Lourival, pacientemente, não respondia diretamente às criticas, mas, ia reunindo argumentos consistentes, mostrando, por exemplo, as estatísticas sobre a incidência do câncer pulmonar e as quantias enormes que o governo dispendia para ampliar cada vez mais o tratamento oncológico. Depois, foram surgindo as ideias, os projetos, as sugestões do senador Lourival Baptista para que se restringisse  a livre comercialização dos cigarros, cujo marketing sofisticado associava o hábito de fumar ao sucesso na vida, ao charme, ao prestigio social, e até mesmo à sedução que exerceria o fumante  na vida amorosa, sendo homem ou mulher, e principalmente jovem, uma parcela da sociedade para à qual se voltavam a inteligência e criatividade das grandes agências de publicidade. Em torno da indústria do fumo movia-se uma variada engrenagem de interesses, e muita grana, desde o plantio, passando pelo seu tratamento primário, chegando ao processo de fabricação do cigarro, à venda e ao marketing. Lourival começou a intensificar a informação de que num cigarro havia uma infinidade de produtos além da nicotina, drogas químicas para criar sabores, odores, e também gerar dependência no fumante, provocar deliberadamente o vício, procedimento semelhante ao crime cometido por quem fabrica a pasta da coca ou o crack.

Num lado e outro das carteiras tornaram-se obrigatórias as advertências, às vezes até assustadoras, e, progressivamente, chegou-se, à proibição de fumar em público, em recintos fechados, inclusive bares, que logo criaram espaços próprios para fumantes. Nos aviões os fumantes que já estavam confinados na parte traseira, foram proibidos completamente de fumar.

O passo mais difícil foi à proibição da propaganda de cigarros em toda a mídia, que, aliás, tinha a Souza & Cruz na relação dos principais anunciantes.
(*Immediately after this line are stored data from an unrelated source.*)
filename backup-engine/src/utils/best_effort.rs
//! Suppress-log-continue handling for cleanup paths.
//!
//! Deleting old artifacts or dropping scratch databases must not abort the
//! surrounding operation, but a swallowed failure still has to be visible.
//! [`BestEffort`] logs each failure at `warn`, records it, and lets the caller
//! carry on. Reports expose the recorded failures.

use serde::Serialize;
use std::fmt::Display;
use tracing::warn;

/// One failure that was logged and skipped.
#[derive(Debug, Clone, PartialEq, Eq, Serialize)]
pub struct SuppressedFailure {
    pub operation: String,
    pub target: String,
    pub error: String,
}

#[derive(Debug, Default)]
pub struct BestEffort {
    failures: Vec<SuppressedFailure>,
}

impl BestEffort {
    pub fn new() -> Self {
        Self::default()
    }

    /// Returns the value on success; on failure logs, records and returns `None`.
    pub fn run<T, E: Display>(
        &mut self,
        operation: &str,
        target: &str,
        result: std::result::Result<T, E>,
    ) -> Option<T> {
        match result {
            Ok(value) => Some(value),
            Err(e) => {
                warn!(operation, target, error = %e, "Suppressed failure, continuing");
                self.failures.push(SuppressedFailure {
                    operation: operation.to_string(),
                    target: target.to_string(),
                    error: e.to_string(),
                });
                None
            }
        }
    }

    pub fn failures(&self) -> &[SuppressedFailure] {
        &self.failures
    }

    pub fn into_failures(self) -> Vec<SuppressedFailure> {
        self.failures
    }
}
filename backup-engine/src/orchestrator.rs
//! Top-level backup API.
//!
//! The orchestrator owns one instance of every component and drives the
//! pipelines: capture, optional compression and encryption, checksum,
//! metadata, optional upload. A job that fails at any stage still leaves a
//! `success = false` record behind before the error is returned.

use crate::archive::ArchiveEncoder;
use crate::config::BackupConfig;
use crate::datastore::{CaptureWindow, Datastore, PostgresDatastore};
use crate::integrity::IntegrityVerifier;
use crate::jobs::{capture_key, target_key, with_timeout, JobGuard, JobRun, JobStage, JobTracker};
use crate::metadata::{
    BackupMetadata, BackupType, Clock, MetadataCache, MetadataStore, SystemClock, TtlCache,
};
use crate::process::TokioCommandRunner;
use crate::remote::{self, RemoteStorage};
use crate::restore::{plan_point_in_time, RestoreEngine, RestoreReport};
use crate::retention::{CleanupReport, RetentionManager, RetentionPolicy};
use crate::status::{self, BackupStatus};
use crate::utils::{BackupError, BestEffort, Result};
use chrono::{DateTime, Duration, SubsecRound, Utc};
use std::path::{Path, PathBuf};
use std::sync::Arc;
use tokio_util::sync::CancellationToken;
use tracing::{error, info, warn};

const FULL_DUMP_EXTENSION: &str = "sql";
const INTEGRITY_TARGET_PREFIX: &str = "integrity_test_";

pub struct BackupOrchestrator {
    config: Arc<BackupConfig>,
    datastore: Arc<dyn Datastore>,
    store: Arc<MetadataStore>,
    encoder: Arc<ArchiveEncoder>,
    verifier: IntegrityVerifier,
    restore: RestoreEngine,
    retention: RetentionManager,
    remote: Option<Arc<dyn RemoteStorage>>,
    clock: Arc<dyn Clock>,
    jobs: JobTracker,
    cancel: CancellationToken,
}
Nenhum país conseguiu tanto sucesso no combate ao fumo como o Brasil. Na Europa, nos Estados Unidos, na nossa vizinha Argentina, continua-se fumando muito, ou até exageradamente, como no caso da Rússia. Os chineses também fumam muito.
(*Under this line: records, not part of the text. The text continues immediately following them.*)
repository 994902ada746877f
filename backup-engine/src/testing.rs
//! Test doubles shared by the engine's unit tests.

use crate::config::{BackupConfig, Redacted};
use crate::datastore::{
    CaptureWindow, Datastore, SegmentEntry, SegmentManifest, ValidationCheck, ValidationReport,
};
use crate::metadata::{BackupMetadata, BackupType};
use crate::utils::{BackupError, Result};
use async_trait::async_trait;
use chrono::{DateTime, Utc};
use std::path::{Path, PathBuf};
use std::sync::atomic::{AtomicBool, Ordering};
use std::sync::Mutex;
use std::time::Duration;
use tempfile::TempDir;
use tokio_util::sync::CancellationToken;

pub const TEST_KEY_HEX: &str = "000102030405060708090a0b0c0d0e0f101112131415161718191a1b1c1d1e1f";

/// Operations a [`FakeDatastore`] was asked to perform, in order.
#[derive(Debug, Clone, PartialEq, Eq)]
pub enum Op {
    DumpFull,
    Capture,
    Recreate(String),
    Drop(String),
    ApplyFull(String),
    Replay { target: String, segment: String },
    Validate(String),
}

/// Scripted in-memory datastore. Dumps and captures write small files so
/// the rest of the pipeline runs against real artifacts.
#[derive(Default)]
pub struct FakeDatastore {
    ops: Mutex<Vec<Op>>,
    changes: Mutex<Vec<(String, String)>>,
    capture_delay: Mutex<Option<Duration>>,
    fail_capture: AtomicBool,
    fail_validation: AtomicBool,
    fail_apply: AtomicBool,
    fail_replay_of: Mutex<Option<String>>,
}

impl FakeDatastore {
    pub fn ops(&self) -> Vec<Op> {
        self.ops.lock().unwrap().clone()
    }

    pub fn clear_ops(&self) {
        self.ops.lock().unwrap().clear();
    }

    /// Files the next capture will produce.
    pub fn queue_changes(&self, files: &[(&str, &str)]) {
        *self.changes.lock().unwrap() = files
            .iter()
            .map(|(name, body)| (name.to_string(), body.to_string()))
            .collect();
    }

    /// Make dumps and captures block for `delay` (still honouring cancellation).
    pub fn delay_capture(&self, delay: Duration) {
        *self.capture_delay.lock().unwrap() = Some(delay);
    }

    pub fn fail_capture(&self) {
        self.fail_capture.store(true, Ordering::SeqCst);
    }

    pub fn fail_validation(&self) {
        self.fail_validation.store(true, Ordering::SeqCst);
    }

    pub fn fail_apply(&self) {
        self.fail_apply.store(true, Ordering::SeqCst);
    }

    /// Make replaying the segment directory named `segment` fail.
    pub fn fail_replay_of(&self, segment: &str) {
        *self.fail_replay_of.lock().unwrap() = Some(segment.to_string());
    }

    fn record(&self, op: Op) {
        self.ops.lock().unwrap().push(op);
    }

    async fn capture_step(&self, cancel: &CancellationToken) -> Result<()> {
        if self.fail_capture.load(Ordering::SeqCst) {
            return Err(BackupError::Capture("connection refused".into()));
        }
        let delay = *self.capture_delay.lock().unwrap();
        if let Some(delay) = delay {
            tokio::select! {
                _ = tokio::time::sleep(delay) => {}
                _ = cancel.cancelled() => return Err(BackupError::Cancelled),
            }
        }
        Ok(())
    }
}

#[async_trait]
impl Datastore for FakeDatastore {
    fn primary(&self) -> &str {
        "school"
    }

    async fn dump_full(&self, out: &Path, cancel: &CancellationToken) -> Result<()> {
        self.record(Op::DumpFull);
        tokio::fs::write(out, b"-- partial dump\n").await?;
        self.capture_step(cancel).await?;
        tokio::fs::write(out, "CREATE TABLE students (id int);\n".repeat(64)).await?;
        Ok(())
    }

    async fn capture_changes(
        &self,
        window: CaptureWindow,
        out_dir: &Path,
        cancel: &CancellationToken,
    ) -> Result<SegmentManifest> {
        self.record(Op::Capture);
        self.capture_step(cancel).await?;
        tokio::fs::create_dir_all(out_dir).await?;

        let changes = self.changes.lock().unwrap().clone();
        let mut entries = Vec::new();
        for (name, body) in changes {
            tokio::fs::write(out_dir.join(&name), &body).await?;
            entries.push(SegmentEntry {
                name,
                size: body.len() as u64,
                mtime: window.end.timestamp(),
            });
        }
        Ok(SegmentManifest::new(window.start, window.end, entries))
    }

    async fn recreate(&self, target: &str, _cancel: &CancellationToken) -> Result<()> {
        self.record(Op::Recreate(target.to_string()));
        Ok(())
    }

    async fn drop_target(&self, target: &str, _cancel: &CancellationToken) -> Result<()> {
        self.record(Op::Drop(target.to_string()));
        Ok(())
    }

    async fn apply_full(&self, artifact: &Path, target: &str, _cancel: &CancellationToken) -> Result<()> {
        self.record(Op::ApplyFull(target.to_string()));
        let body = tokio::fs::read_to_string(artifact).await?;
        if self.fail_apply.load(Ordering::SeqCst) || !body.starts_with("CREATE TABLE") {
            return Err(BackupError::Restore("syntax error at or near".into()));
        }
        Ok(())
    }

    async fn replay_segment(
        &self,
        segment_dir: &Path,
        target: &str,
        _cancel: &CancellationToken,
    ) -> Result<()> {
        let segment = segment_dir
            .file_name()
            .map(|n| n.to_string_lossy().into_owned())
            .unwrap_or_default();
        self.record(Op::Replay {
            target: target.to_string(),
            segment: segment.clone(),
        });
        if self.fail_replay_of.lock().unwrap().as_deref() == Some(segment.as_str()) {
            return Err(BackupError::Restore(format!("replay of {segment} failed")));
        }
        Ok(())
    }

    async fn validate(&self, target: &str, _cancel: &CancellationToken) -> Result<ValidationReport> {
        self.record(Op::Validate(target.to_string()));
        let passed = !self.fail_validation.load(Ordering::SeqCst);
        Ok(ValidationReport {
            checks: vec![ValidationCheck {
                name: "students".into(),
                passed,
                detail: if passed { "3 rows".into() } else { "relation does not exist".into() },
            }],
        })
    }
}

/// Config rooted in `dir` with compression and encryption switched on.
pub fn test_config(dir: &TempDir) -> BackupConfig {
    let mut config = BackupConfig::default();
    config.datastore.database = "school".into();
    config.storage.backup_dir = dir.path().join("backups");
    config.storage.encryption_key = Some(Redacted(TEST_KEY_HEX.into()));
    config
}

/// A finalized, successful record pointing at `path`.
pub fn restorable(backup_type: BackupType, timestamp: DateTime<Utc>, path: &str) -> BackupMetadata {
    let mut record = BackupMetadata::pending(backup_type, timestamp, PathBuf::from(path));
    record.success = true;
    record.checksum = "0".repeat(64);
    record.size = 1;
    record
}
use crate::error::AppError;
use crate::state::AppState;
use axum::extract::{Path, State};
use axum::http::StatusCode;
use axum::routing::{get, post};
use axum::{Json, Router};
use backup_engine::jobs::capture_key;
use backup_engine::BackupMetadata;
use serde_json::{json, Value};
use std::sync::Arc;

pub fn router() -> Router<Arc<AppState>> {
    Router::new()
        .route("/", get(list_backups))
        .route("/full", post(trigger_full))
        .route("/incremental", post(trigger_incremental))
        .route("/{id}", get(get_backup))
        .route("/{id}/verify", post(verify_backup))
}

type Accepted = (StatusCode, Json<Value>);

fn accepted(job: &str) -> Accepted {
    (StatusCode::ACCEPTED, Json(json!({ "accepted": true, "job": job })))
}

/// Refuse a capture trigger up front while another capture holds the database.
fn ensure_capture_idle(state: &AppState) -> Result<(), AppError> {
    let database = &state.orchestrator.config().datastore.database;
    if state.orchestrator.jobs().is_held(&capture_key(database)) {
        return Err(AppError::Conflict(format!(
            "a capture of {database} is already running"
        )));
    }
    Ok(())
}

async fn list_backups(State(state): State<Arc<AppState>>) -> Result<Json<Vec<BackupMetadata>>, AppError> {
    Ok(Json(state.orchestrator.list_backups().await?))
}

async fn get_backup(
    State(state): State<Arc<AppState>>,
    Path(id): Path<String>,
) -> Result<Json<BackupMetadata>, AppError> {
    match state.orchestrator.get_backup(&id).await? {
        Some(record) => Ok(Json(record)),
        None => Err(AppError::NotFound(format!("Backup not found: {id}"))),
    }
}

async fn trigger_full(State(state): State<Arc<AppState>>) -> Result<Accepted, AppError> {
    ensure_capture_idle(&state)?;
    let orchestrator = state.orchestrator.clone();
    state.spawn_job("full_backup", async move { orchestrator.create_full_backup().await });
    Ok(accepted("full_backup"))
}

async fn trigger_incremental(State(state): State<Arc<AppState>>) -> Result<Accepted, AppError> {
    ensure_capture_idle(&state)?;
    let orchestrator = state.orchestrator.clone();
    state.spawn_job("incremental_backup", async move {
        orchestrator.create_incremental_backup().await
    });
    Ok(accepted("incremental_backup"))
}

async fn verify_backup(
    State(state): State<Arc<AppState>>,
    Path(id): Path<String>,
) -> Result<Accepted, AppError> {
    if state.orchestrator.get_backup(&id).await?.is_none() {
        return Err(AppError::NotFound(format!("Backup not found: {id}")));
    }
    let orchestrator = state.orchestrator.clone();
    state.spawn_job("integrity_test", async move {
        match orchestrator.test_backup_integrity(&id).await {
            Ok(true) => Ok(()),
            Ok(false) => Err(format!("integrity test of {id} failed")),
            Err(e) => Err(e.to_string()),
        }
    });
    Ok(accepted("integrity_test"))
}

pub async fn cleanup(State(state): State<Arc<AppState>>) -> Accepted {
    let orchestrator = state.orchestrator.clone();
    state.spawn_job("cleanup", async move { orchestrator.cleanup_old_backups().await });
    accepted("cleanup")
}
No Brasil os fumantes hoje andam em torno apenas dos quinze por cento. E a tendência é a diminuição dessa cifra, porque o habito de fumar tornou-se antipático, incômodo, e mesmo antissocial.

O ato de fumar dissociou-se do charme, tornou-se uma deselegância, quase, em alguns casos, uma grosseria desrespeitosa. O cigarro não tem mais aquela aura de sedução em suaves mãos femininas.   Aquele contemplar a dois, das sopradas colunas de fumaça subindo, na penumbra das boates, é coisa de uma geração que se foi ou já se vai.
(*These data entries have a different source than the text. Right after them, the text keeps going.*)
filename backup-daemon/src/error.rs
use axum::http::StatusCode;
use axum::response::{IntoResponse, Response};
use axum::Json;
use backup_engine::BackupError;
use serde_json::json;

#[derive(thiserror::Error, Debug)]
pub enum AppError {
    #[error("{0}")]
    NotFound(String),

    #[error("{0}")]
    Conflict(String),

    #[error("{0}")]
    Unprocessable(String),

    #[error(transparent)]
    Internal(#[from] anyhow::Error),
}

impl From<BackupError> for AppError {
    fn from(e: BackupError) -> Self {
        match e {
            BackupError::NotFound(_) => AppError::NotFound(e.to_string()),
            BackupError::Busy(_) => AppError::Conflict(e.to_string()),
            BackupError::NotRestorable(_) | BackupError::NoBaseline(_) => {
                AppError::Unprocessable(e.to_string())
            }
            other => AppError::Internal(other.into()),
        }
    }
}

impl IntoResponse for AppError {
    fn into_response(self) -> Response {
        let (status, msg) = match &self {
            AppError::NotFound(m) => (StatusCode::NOT_FOUND, m.clone()),
            AppError::Conflict(m) => (StatusCode::CONFLICT, m.clone()),
            AppError::Unprocessable(m) => (StatusCode::UNPROCESSABLE_ENTITY, m.clone()),
            AppError::Internal(e) => {
                tracing::error!("Internal error: {e:#}");
                (StatusCode::INTERNAL_SERVER_ERROR, "Internal server error".into())
            }
        };
        (status, Json(json!({ "error": msg }))).into_response()
    }
}
use std::path::PathBuf;

#[derive(Debug, Clone)]
pub struct DaemonConfig {
    pub port: u16,
    /// TOML file handed to the engine
    pub backup_config: PathBuf,
    /// Overrides `log.level` from the engine config
    pub log_level: Option<String>,
    pub scheduler_enabled: bool,
}

impl DaemonConfig {
    pub fn from_env() -> Self {
        let _ = dotenvy::dotenv();

        Self {
            port: std::env::var("PORT")
                .ok()
                .and_then(|v| v.parse().ok())
                .unwrap_or(8080),
            backup_config: PathBuf::from(
                std::env::var("BACKUP_CONFIG").unwrap_or_else(|_| "/etc/backup/backup.toml".into()),
            ),
            log_level: std::env::var("LOG_LEVEL").ok(),
            scheduler_enabled: std::env::var("SCHEDULER_ENABLED")
                .ok()
                .and_then(|v| v.parse().ok())
                .unwrap_or(true),
        }
    }
}
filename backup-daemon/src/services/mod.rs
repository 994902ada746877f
pub mod scheduler;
Estabeleceu-se também a barreira mais forte que é o preço do cigarro, cada vez mais elevado pela incidência dos impostos. Entre os itens que compõem a receita do governo  a fatia do imposto que incide sobre o fumo ainda é expressiva.

Agora a Souza & Cruz está sendo pesadamente afetada pelo contrabando de cigarros produzidos no Paraguai, inclusive por empresas fumageiras menores, que operavam no Brasil e se transferiram para o paraíso fiscal paraguaio, e mandam para aqui seus cigarros, mais letais ainda e a precinhos compatíveis com os bolsos sem recheio.

Parece que existe uma soma de interesses entre a quase monopolista cigarreira e setores do governo, que sugerem de forma esdrúxula a redução de impostos sobre os cigarros da Souza & Cruz, para que seus venenos tenham preços menores e vençam a desleal concorrência dos paraguaios. Assim, o governo arrecadaria mais.

Esqueceram de calcular quando custa para os cofres públicos o tratamento das vitimas do cigarro a baixo preço, e a realimentação de um vício que  está em trajetória de  queda.

Estão jogando fumaça na cara dos brasileiros, tanto no caso do cigarro, como em muitos outros.